“No me juzgues antes de conocerme”

Noelia Conrado
Periodista

“No me juzgues antes de conocerme”. Éstas son las palabras de Ibra, un joven que acaba de llegar a Salt (Girona) y que explica que a menudo la gente tiene prejuicios sobre él sólo por el hecho de ser inmigrante. Como él, muchos jóvenes decidieron emprender una nueva vida lejos de su país natal en busca de un futuro esperanzador, pero llegan a nuevos destinos, donde la realidad es otra. Estigmas, rechazo social, xenofobia. Muchas de sus ilusiones topan contra estos estereotipos sociales, que les impiden llevar una vida normal.

Ibra, al igual que otros 130 jóvenes inmigrantes, han formado parte del programa YouthMe, desarrollado por la Fundació Pere Tarrés. A través de varios documentales los jóvenes han tratado de plasmar sus sentimientos; durante más de ocho meses se han puesto delante de cámaras de vídeo para explicar su realidad y mostrar así a los demás cómo se sientan y poder ayudar a otros jóvenes recién llegados de su misma edad.

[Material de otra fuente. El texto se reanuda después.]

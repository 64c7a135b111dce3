//! Domain model for taskboard records.
//!
//! The taskboard domain models the per-shift checklist form an operator
//! fills in during a turn: turn metadata, declaratively-scheduled task
//! values, ad-hoc processing rows, and the sign-off gate, while keeping all
//! infrastructure concerns outside of the domain boundary.

mod error;
mod form;
mod ids;
mod processing;
mod record;
mod schedule;
mod signoff;
mod turn;

pub use error::{ParseFormTypeError, SignOffError, TaskboardDomainError};
pub use form::{FormDate, FormType};
pub use ids::{LogEntryId, ShiftId, UserId};
pub use processing::{PersistedLogEntryData, ProcessingLogEntry, ProcessingRow};
pub use record::{PersistedTaskboardData, RecordKey, TaskValues, TaskboardRecord, TurnMap};
pub use schedule::{TaskDefinition, TaskKind, TaskSchedule, TaskValue};
pub use signoff::SignOff;
pub use turn::TurnEntry;
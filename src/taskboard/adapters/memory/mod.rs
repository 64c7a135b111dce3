//! Thread-safe in-memory adapters for tests and offline operation.

mod cache;
mod processing_log;
mod taskboard;

pub use cache::InMemoryLocalCache;
pub use processing_log::InMemoryProcessingLog;
pub use taskboard::InMemoryTaskboardRepository;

El proyecto se ha llevado a cabo en cinco países europeos, Grecia, Francia, Italia, Rumania y Catalunya, con el objetivo de desarrollar nuevas fórmulas de integración social y descubrir nuevos potenciales en jóvenes de origen inmigrante. Con la colaboración de educadores sociales, la Fundación Pere Tarrés ha trabajado con jóvenes de 14 y 23 años de diferentes contextos migratorios, de familias inmigradas, jóvenes que han venido sin referentes adultos, para conseguir que se enfrenten a sus miedos y puedan integrarse en la sociedad sin problemas.

Christian Crisaler tiene 14 años, es de Colombia, y lleva seis años en Catalunya. Asegura que trabajar en este proyecto ha sido gratificante porque “he descubierto a mirarme a mí mismo, a saber lo que siento y saber que poder expresarlo es gratificante”. Christian es el más pequeño del proyecto YouthMe y asegura, con una gran sonrisa, que “he descubierto que puedo ser yo, aunque esté en otro país”.

Ikram El Malki es otra de los ocho componentes del equipo de Nikea MTC de Mataró. Ikram es de padres marroquís, pero ha nacido en Catalunya. La joven, de 16 años, explica que después del proyecto ha conseguido enfrentarse a la realidad y afirma emocionada que “el programa me ha reportado mucha confianza en mí misma y ahora sé que si te planteas algo lo consigues”. Ellos han realizado el vídeo Pequeñas victorias. Triunfos diarios que consiguen día a día y que les ayudan a llevar una vida normal, lejos de sus orígenes.

Ibra, es uno de los componentes del equipo de Salt. Junto con diez compañeros más ha tratado de mostrar La otra cara de Salt, como se titula su documental, ya que según ellos sólo aparece en los medios de comunicación para hablar de conflictos con inmigrantes.

De una forma divertida graban un documental, ayudado por expertos, tratando la delincuencia, los problemas a los que se enfrentan diariamente y los estigmas con los que deben lidiar cada día. El grupo Jóvenes Reporteros de Salt asegura que están condicionados por los estereotipos negativos,  pero eso no les va a detener mostrar verdaderamente lo que son y lo que quieren hacer con su vida. Ellos, como el resto de grupos, sólo piden una oportunidad.